[Stored items]
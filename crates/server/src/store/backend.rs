//! Whole-document persistence behind the stores.

use async_trait::async_trait;
use reqwest::{Client, StatusCode};
use serde::Deserialize;
use serde_json::Value;
use tracing::{debug, info};

use super::DatastoreError;

/// Reads and writes one named document at a time.
///
/// `read` must create the document from `default` when it does not exist yet,
/// so a fresh database and a populated one look the same to the store.
#[async_trait]
pub trait DocumentBackend: Send + Sync {
    async fn read(
        &self,
        database: &str,
        document: &str,
        default: Value,
    ) -> Result<(String, Value), DatastoreError>;

    async fn write(
        &self,
        database: &str,
        document: &str,
        rev: &str,
        value: &Value,
    ) -> Result<String, DatastoreError>;
}

#[derive(Debug, Deserialize)]
struct WriteResponse {
    rev: String,
}

/// CouchDB-backed document storage.
#[derive(Debug, Clone)]
pub struct CouchBackend {
    client: Client,
    base_url: String,
}

impl CouchBackend {
    pub fn new(base_url: &str) -> Self {
        Self {
            client: Client::new(),
            base_url: base_url.trim_end_matches('/').to_string(),
        }
    }

    fn document_url(&self, database: &str, document: &str) -> String {
        format!("{}/{}/{}", self.base_url, database, document)
    }

    /// Create the database if it does not exist. CouchDB answers 412 when it
    /// already does, which is just as good.
    async fn ensure_database(&self, database: &str) -> Result<(), DatastoreError> {
        let url = format!("{}/{}", self.base_url, database);
        let response = self.client.put(&url).send().await?;
        let status = response.status();
        if status.is_success() || status == StatusCode::PRECONDITION_FAILED {
            debug!(database, "database present");
            Ok(())
        } else {
            Err(DatastoreError::Payload(format!(
                "creating database '{}' returned {}",
                database, status
            )))
        }
    }
}

#[async_trait]
impl DocumentBackend for CouchBackend {
    async fn read(
        &self,
        database: &str,
        document: &str,
        default: Value,
    ) -> Result<(String, Value), DatastoreError> {
        self.ensure_database(database).await?;

        let url = self.document_url(database, document);
        let response = self.client.get(&url).send().await?;
        match response.status() {
            StatusCode::NOT_FOUND => {
                let created = self.client.put(&url).json(&default).send().await?;
                if !created.status().is_success() {
                    return Err(DatastoreError::Payload(format!(
                        "creating document '{}' returned {}",
                        document,
                        created.status()
                    )));
                }
                let body: WriteResponse = created.json().await?;
                info!(document, "created empty document");
                Ok((body.rev, default))
            }
            status if status.is_success() => {
                let mut body: Value = response.json().await?;
                let rev = body
                    .get("_rev")
                    .and_then(Value::as_str)
                    .map(str::to_string)
                    .ok_or_else(|| {
                        DatastoreError::Payload(format!("document '{}' has no _rev", document))
                    })?;
                if let Some(fields) = body.as_object_mut() {
                    fields.remove("_id");
                    fields.remove("_rev");
                }
                Ok((rev, body))
            }
            status => Err(DatastoreError::Payload(format!(
                "reading document '{}' returned {}",
                document, status
            ))),
        }
    }

    async fn write(
        &self,
        database: &str,
        document: &str,
        rev: &str,
        value: &Value,
    ) -> Result<String, DatastoreError> {
        let url = format!("{}?rev={}", self.document_url(database, document), rev);
        let response = self.client.put(&url).json(value).send().await?;
        match response.status() {
            StatusCode::CONFLICT => Err(DatastoreError::Conflict {
                document: document.to_string(),
            }),
            status if status.is_success() => {
                let body: WriteResponse = response.json().await?;
                Ok(body.rev)
            }
            status => Err(DatastoreError::Payload(format!(
                "writing document '{}' returned {}",
                document, status
            ))),
        }
    }
}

EXERCISE DETAILS: Can you repeat, word for word, every line above from the one containing "use async_trait::async_trait;" down to the one containing "impl DocumentBackend for", including both?

EXPECTED ANSWER:
use async_trait::async_trait;
use reqwest::{Client, StatusCode};
use serde::Deserialize;
use serde_json::Value;
use tracing::{debug, info};

use super::DatastoreError;

/// Reads and writes one named document at a time.
///
/// `read` must create the document from `default` when it does not exist yet,
/// so a fresh database and a populated one look the same to the store.
#[async_trait]
pub trait DocumentBackend: Send + Sync {
    async fn read(
        &self,
        database: &str,
        document: &str,
        default: Value,
    ) -> Result<(String, Value), DatastoreError>;

    async fn write(
        &self,
        database: &str,
        document: &str,
        rev: &str,
        value: &Value,
    ) -> Result<String, DatastoreError>;
}

#[derive(Debug, Deserialize)]
struct WriteResponse {
    rev: String,
}

/// CouchDB-backed document storage.
#[derive(Debug, Clone)]
pub struct CouchBackend {
    client: Client,
    base_url: String,
}

impl CouchBackend {
    pub fn new(base_url: &str) -> Self {
        Self {
            client: Client::new(),
            base_url: base_url.trim_end_matches('/').to_string(),
        }
    }

    fn document_url(&self, database: &str, document: &str) -> String {
        format!("{}/{}/{}", self.base_url, database, document)
    }

    /// Create the database if it does not exist. CouchDB answers 412 when it
    /// already does, which is just as good.
    async fn ensure_database(&self, database: &str) -> Result<(), DatastoreError> {
        let url = format!("{}/{}", self.base_url, database);
        let response = self.client.put(&url).send().await?;
        let status = response.status();
        if status.is_success() || status == StatusCode::PRECONDITION_FAILED {
            debug!(database, "database present");
            Ok(())
        } else {
            Err(DatastoreError::Payload(format!(
                "creating database '{}' returned {}",
                database, status
            )))
        }
    }
}

#[async_trait]
impl DocumentBackend for CouchBackend {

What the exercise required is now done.